→ WORK ORDER:
Whenever the string "fails" turns up in a line of the data below, copy that line.

→ DATA UNDER STUDY:
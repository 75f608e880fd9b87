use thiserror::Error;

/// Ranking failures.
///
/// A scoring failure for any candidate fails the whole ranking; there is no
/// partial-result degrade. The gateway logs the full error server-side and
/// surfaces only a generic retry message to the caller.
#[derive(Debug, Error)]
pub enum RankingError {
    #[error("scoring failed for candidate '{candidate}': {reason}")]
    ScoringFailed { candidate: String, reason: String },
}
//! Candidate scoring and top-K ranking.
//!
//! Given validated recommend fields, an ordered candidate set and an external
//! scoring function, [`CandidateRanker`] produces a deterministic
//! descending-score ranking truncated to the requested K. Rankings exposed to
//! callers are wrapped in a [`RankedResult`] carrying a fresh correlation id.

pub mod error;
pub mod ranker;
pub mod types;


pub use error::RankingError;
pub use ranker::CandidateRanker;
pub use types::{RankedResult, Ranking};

--

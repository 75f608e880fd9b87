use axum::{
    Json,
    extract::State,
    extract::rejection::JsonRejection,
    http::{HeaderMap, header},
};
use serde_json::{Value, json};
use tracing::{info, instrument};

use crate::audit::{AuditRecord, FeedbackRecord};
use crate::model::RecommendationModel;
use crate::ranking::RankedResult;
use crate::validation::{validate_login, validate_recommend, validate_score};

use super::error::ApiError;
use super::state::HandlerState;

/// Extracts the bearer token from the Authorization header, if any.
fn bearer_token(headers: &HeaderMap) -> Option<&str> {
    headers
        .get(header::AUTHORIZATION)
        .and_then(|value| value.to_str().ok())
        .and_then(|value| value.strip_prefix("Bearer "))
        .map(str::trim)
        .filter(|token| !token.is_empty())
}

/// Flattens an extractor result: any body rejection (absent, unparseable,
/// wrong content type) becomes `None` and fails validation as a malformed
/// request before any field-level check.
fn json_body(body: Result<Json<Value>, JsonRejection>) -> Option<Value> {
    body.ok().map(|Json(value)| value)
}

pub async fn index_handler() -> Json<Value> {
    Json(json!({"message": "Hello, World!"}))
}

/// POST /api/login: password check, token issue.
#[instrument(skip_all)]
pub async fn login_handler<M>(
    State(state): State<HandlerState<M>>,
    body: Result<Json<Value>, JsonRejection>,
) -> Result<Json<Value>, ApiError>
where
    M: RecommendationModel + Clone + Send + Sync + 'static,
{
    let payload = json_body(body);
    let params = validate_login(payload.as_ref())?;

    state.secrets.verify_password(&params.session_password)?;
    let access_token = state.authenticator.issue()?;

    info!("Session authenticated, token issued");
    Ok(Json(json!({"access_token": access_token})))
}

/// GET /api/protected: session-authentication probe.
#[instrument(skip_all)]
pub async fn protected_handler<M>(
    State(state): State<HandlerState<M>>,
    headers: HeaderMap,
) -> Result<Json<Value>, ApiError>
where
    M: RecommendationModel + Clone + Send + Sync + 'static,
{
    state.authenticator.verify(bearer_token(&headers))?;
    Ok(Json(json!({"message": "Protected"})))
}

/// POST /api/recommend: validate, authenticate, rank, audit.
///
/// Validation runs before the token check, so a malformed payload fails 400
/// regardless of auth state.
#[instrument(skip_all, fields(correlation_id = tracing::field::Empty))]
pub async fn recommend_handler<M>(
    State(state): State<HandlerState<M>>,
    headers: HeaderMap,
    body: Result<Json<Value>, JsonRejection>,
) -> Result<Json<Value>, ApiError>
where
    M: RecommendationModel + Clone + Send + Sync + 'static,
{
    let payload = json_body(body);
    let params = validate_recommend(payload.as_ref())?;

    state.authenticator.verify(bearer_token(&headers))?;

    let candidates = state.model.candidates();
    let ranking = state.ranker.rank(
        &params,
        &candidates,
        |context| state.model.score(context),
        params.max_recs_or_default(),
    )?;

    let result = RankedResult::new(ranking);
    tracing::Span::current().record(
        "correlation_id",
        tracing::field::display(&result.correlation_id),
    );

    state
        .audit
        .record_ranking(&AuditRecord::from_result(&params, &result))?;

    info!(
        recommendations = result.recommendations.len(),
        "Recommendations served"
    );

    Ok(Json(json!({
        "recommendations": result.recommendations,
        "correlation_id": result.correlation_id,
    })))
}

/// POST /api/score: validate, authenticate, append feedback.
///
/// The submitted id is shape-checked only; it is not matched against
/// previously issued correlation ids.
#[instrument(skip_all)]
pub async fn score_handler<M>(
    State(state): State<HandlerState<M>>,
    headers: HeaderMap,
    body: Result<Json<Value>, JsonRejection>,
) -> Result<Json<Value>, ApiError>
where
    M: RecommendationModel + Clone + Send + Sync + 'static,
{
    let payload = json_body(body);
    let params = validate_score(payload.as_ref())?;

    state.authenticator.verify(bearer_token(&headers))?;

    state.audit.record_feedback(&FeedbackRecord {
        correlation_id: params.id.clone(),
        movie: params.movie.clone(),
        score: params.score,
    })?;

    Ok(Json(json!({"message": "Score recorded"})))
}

* * *

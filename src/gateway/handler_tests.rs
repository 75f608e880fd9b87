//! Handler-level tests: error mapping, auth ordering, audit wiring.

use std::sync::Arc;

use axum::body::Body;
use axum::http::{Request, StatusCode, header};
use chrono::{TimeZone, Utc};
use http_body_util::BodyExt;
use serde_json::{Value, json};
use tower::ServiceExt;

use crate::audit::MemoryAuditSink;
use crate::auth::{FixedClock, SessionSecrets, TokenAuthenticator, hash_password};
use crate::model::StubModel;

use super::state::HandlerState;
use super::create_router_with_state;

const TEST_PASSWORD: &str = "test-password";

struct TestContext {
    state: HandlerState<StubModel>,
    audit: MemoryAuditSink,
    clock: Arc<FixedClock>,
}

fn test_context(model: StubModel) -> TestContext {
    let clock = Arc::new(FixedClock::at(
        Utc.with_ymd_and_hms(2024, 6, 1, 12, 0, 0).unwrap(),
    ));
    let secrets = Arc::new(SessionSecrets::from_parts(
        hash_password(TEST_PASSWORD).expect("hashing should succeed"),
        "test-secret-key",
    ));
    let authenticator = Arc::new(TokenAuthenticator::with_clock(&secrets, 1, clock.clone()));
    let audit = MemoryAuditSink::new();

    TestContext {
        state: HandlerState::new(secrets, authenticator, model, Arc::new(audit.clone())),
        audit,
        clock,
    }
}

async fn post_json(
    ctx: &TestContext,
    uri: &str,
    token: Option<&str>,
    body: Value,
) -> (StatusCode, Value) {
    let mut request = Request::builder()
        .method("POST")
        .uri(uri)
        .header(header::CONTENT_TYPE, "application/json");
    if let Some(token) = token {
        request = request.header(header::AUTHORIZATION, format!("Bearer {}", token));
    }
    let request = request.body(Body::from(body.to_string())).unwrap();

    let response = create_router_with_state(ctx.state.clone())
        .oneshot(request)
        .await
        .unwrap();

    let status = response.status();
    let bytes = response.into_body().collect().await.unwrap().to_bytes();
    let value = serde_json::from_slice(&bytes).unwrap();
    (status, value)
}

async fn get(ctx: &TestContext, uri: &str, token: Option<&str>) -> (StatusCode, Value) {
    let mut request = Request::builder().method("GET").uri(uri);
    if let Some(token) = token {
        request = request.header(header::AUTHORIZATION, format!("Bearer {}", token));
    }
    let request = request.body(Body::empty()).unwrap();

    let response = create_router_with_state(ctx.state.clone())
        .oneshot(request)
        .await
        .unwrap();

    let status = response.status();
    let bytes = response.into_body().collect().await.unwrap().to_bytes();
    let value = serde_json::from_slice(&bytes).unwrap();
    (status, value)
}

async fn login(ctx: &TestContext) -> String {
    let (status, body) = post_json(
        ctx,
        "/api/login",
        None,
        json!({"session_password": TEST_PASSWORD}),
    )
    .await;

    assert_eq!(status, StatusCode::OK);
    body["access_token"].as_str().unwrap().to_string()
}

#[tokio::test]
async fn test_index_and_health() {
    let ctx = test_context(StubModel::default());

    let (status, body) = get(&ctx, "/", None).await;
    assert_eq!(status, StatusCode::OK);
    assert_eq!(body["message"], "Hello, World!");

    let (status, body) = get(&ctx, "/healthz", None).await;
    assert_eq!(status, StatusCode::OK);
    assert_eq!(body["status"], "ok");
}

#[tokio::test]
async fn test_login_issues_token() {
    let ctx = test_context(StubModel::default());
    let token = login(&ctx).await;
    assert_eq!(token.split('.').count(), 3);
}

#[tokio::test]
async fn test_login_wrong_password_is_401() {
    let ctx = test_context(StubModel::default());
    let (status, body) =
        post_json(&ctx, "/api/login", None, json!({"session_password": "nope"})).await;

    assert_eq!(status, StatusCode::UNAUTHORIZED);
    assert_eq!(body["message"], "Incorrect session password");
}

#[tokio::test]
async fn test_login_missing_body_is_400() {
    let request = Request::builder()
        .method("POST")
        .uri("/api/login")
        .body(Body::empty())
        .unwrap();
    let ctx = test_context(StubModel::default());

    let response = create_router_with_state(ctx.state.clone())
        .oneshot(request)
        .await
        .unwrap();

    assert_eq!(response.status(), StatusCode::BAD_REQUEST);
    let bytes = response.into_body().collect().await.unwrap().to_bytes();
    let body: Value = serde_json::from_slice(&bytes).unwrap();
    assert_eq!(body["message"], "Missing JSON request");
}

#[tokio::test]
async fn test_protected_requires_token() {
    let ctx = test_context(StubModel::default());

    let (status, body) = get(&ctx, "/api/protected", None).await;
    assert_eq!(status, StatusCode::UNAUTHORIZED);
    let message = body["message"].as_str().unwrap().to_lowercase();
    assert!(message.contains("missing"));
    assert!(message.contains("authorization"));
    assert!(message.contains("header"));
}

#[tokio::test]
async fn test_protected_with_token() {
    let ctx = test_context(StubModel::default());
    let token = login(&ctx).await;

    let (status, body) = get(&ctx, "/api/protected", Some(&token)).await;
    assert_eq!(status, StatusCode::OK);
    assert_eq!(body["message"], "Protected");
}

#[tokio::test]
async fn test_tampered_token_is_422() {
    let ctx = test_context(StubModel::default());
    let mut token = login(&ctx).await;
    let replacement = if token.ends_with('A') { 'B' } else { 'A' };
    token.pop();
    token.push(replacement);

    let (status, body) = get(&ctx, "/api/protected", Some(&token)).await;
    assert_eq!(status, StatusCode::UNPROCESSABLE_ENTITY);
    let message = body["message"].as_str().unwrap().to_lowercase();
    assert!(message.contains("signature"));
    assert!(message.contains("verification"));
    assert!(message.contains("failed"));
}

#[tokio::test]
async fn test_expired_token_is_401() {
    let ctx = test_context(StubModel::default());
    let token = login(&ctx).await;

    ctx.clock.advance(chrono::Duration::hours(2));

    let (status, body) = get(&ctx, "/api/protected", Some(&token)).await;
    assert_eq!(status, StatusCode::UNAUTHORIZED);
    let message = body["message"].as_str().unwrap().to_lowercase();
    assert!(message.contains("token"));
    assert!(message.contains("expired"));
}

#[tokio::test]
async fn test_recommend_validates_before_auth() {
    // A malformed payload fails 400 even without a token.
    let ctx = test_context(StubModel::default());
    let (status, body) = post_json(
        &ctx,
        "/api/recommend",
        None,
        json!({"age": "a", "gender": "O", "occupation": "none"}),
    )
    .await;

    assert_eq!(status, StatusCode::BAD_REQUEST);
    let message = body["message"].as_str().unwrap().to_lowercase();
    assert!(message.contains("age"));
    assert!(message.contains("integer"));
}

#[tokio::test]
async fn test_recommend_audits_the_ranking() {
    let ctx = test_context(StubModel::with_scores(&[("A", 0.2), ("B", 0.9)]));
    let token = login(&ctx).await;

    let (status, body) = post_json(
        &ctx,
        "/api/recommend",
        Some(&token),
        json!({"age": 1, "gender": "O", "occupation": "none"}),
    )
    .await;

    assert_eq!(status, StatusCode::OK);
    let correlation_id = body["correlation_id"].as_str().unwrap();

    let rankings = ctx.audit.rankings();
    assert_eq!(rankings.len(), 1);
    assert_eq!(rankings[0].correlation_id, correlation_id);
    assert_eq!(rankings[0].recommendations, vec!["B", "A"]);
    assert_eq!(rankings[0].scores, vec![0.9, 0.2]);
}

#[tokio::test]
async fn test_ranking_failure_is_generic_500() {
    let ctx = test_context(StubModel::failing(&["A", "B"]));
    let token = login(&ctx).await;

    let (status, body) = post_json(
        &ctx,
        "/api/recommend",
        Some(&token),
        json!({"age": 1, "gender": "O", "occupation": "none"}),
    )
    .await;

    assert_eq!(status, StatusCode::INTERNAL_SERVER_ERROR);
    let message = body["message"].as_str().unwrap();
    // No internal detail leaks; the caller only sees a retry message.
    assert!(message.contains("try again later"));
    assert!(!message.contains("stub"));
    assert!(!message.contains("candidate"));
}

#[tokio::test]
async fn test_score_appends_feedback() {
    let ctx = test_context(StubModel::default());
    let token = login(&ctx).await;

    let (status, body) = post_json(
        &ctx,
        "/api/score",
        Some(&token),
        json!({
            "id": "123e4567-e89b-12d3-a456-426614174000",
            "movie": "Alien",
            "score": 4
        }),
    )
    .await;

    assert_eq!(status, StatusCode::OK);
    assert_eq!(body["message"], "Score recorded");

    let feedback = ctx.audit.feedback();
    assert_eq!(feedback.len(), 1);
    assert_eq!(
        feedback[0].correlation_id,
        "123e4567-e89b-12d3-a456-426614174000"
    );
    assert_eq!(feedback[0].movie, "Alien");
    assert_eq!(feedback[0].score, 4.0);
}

→ SOLUTION TO THE PROBLEM:
/// A scoring failure for any candidate fails the whole ranking; there is no
/// wrong content type) becomes `None` and fails validation as a malformed
/// Validation runs before the token check, so a malformed payload fails 400
    // A malformed payload fails 400 even without a token.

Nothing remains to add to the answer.